§ **EXERCISE INSTRUCTIONS**
Below are records; report how many of their lines contain the word "join", giving only the number.

§ **DATASET RECORDS**
* * *
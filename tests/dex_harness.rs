#![allow(unused)]
//! Dictionary and configuration integration harness.
//!
//! # What this covers
//!
//! - Loading a dictionary file named by `dex.path` instead of the embedded one
//! - File order becoming result order
//! - Malformed and missing dictionary files surfacing as `DexError`
//! - Config layering: defaults, then an explicit `--config` file
//!
//! # Running
//!
//! ```sh
//! cargo test --test dex_harness
//! ```

mod common;
use common::*;
use pokesrc_core::{config::Config, search, Dex, DexError};
use pretty_assertions::assert_eq;

#[test]
fn loads_dictionary_file_in_order() {
    let dir = tempfile::tempdir().unwrap();
    let path = write_fixture(&dir, "names.json", SMALL_DEX_JSON);
    let dex = Dex::load(&path).unwrap();

    assert_eq!(dex.len(), 10);
    let order: Vec<&str> = dex.iter().map(|e| e.korean.as_str()).collect();
    assert_eq!(order[..3], ["이상해씨", "파이리", "꼬부기"]);
    assert_search!(dex, "ㅁ", ["마임맨", "뮤츠", "뮤"]);
}

#[test]
fn reverse_lookup_is_case_insensitive() {
    let dex = Dex::from_json_str(SMALL_DEX_JSON).unwrap();
    assert_eq!(dex.korean_of("Pikachu"), Some("피카츄"));
    assert_eq!(dex.english_of("피카츄"), Some("pikachu"));
    assert_eq!(dex.korean_of("eevee"), None);
}

#[test]
fn missing_file_is_io_error() {
    let dir = tempfile::tempdir().unwrap();
    let err = Dex::load(&dir.path().join("nope.json")).unwrap_err();
    assert!(matches!(err, DexError::Io { .. }), "{err}");
}

#[test]
fn malformed_file_is_rejected() {
    let dir = tempfile::tempdir().unwrap();
    let path = write_fixture(&dir, "names.json", r#"["피카츄", "pikachu"]"#);
    assert!(matches!(Dex::load(&path), Err(DexError::Malformed(_))));
}

#[test]
fn duplicate_key_keeps_first_position_last_value() {
    let dex = Dex::from_json_str(r#"{"피카츄": "pika", "라이츄": "raichu", "피카츄": "pikachu"}"#).unwrap();
    assert_eq!(dex.len(), 2);
    assert_eq!(dex.iter().next().map(|e| e.english.as_str()), Some("pikachu"));
    assert_eq!(search("pika", &dex), ["피카츄"]);
}

#[test]
fn explicit_config_overrides_defaults() {
    let dir = tempfile::tempdir().unwrap();
    // Keep the user config file out of the picture.
    std::env::set_var("XDG_CONFIG_HOME", dir.path().join("xdg"));
    let path = write_fixture(
        &dir,
        "config.toml",
        "[search]\ndebounce_ms = 0\n\n[ui]\ntheme = \"gruvbox\"\n",
    );
    let config = Config::load(Some(path.as_path())).unwrap();
    assert_eq!(config.search.debounce_ms, 0);
    assert_eq!(config.ui.theme, "gruvbox");
    // untouched sections keep their defaults
    assert_eq!(config.server.bind, Config::defaults().server.bind);
    assert!(dir.path().join("xdg/pokesrc/config.toml").exists());
}
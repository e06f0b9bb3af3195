//! Test builders — ergonomic constructors for dictionaries and daily picks.
//!
//! These builders are designed for readability in test assertions, not for
//! production use. They panic on invalid input rather than returning `Result`.

use pokesrc_core::{DailyPicks, DailyPokemon, Dex};

/// Dictionary from `(korean, english)` pairs in order.
pub fn dex_of(pairs: &[(&str, &str)]) -> Dex {
    Dex::from_pairs(pairs.iter().copied())
}

/// Fluent builder for [`DailyPicks`] fixtures.
///
/// # Example
///
/// ```rust
/// let picks = DailyPicksBuilder::new()
///     .date("2026-10-19")
///     .pokemon(25, "pikachu", "피카츄")
///     .build();
/// ```
#[derive(Default)]
pub struct DailyPicksBuilder {
    picks: DailyPicks,
}

impl DailyPicksBuilder {
    pub fn new() -> Self {
        Self::default()
    }

    pub fn date(mut self, date: &str) -> Self {
        self.picks.date = Some(date.parse().unwrap());
        self
    }

    pub fn pokemon(mut self, id: u32, name: &str, korean: &str) -> Self {
        self.picks.pokemon.push(DailyPokemon {
            id,
            name: name.to_string(),
            korean_name: korean.to_string(),
            sprite: format!("https://img.example/{id}.png"),
        });
        self
    }

    pub fn build(self) -> DailyPicks {
        self.picks
    }

    /// Serialise to the dated wire shape.
    pub fn to_json(&self) -> String {
        serde_json::to_string(&self.picks).unwrap()
    }
}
* * *
§ **TASK RESPONSE**
3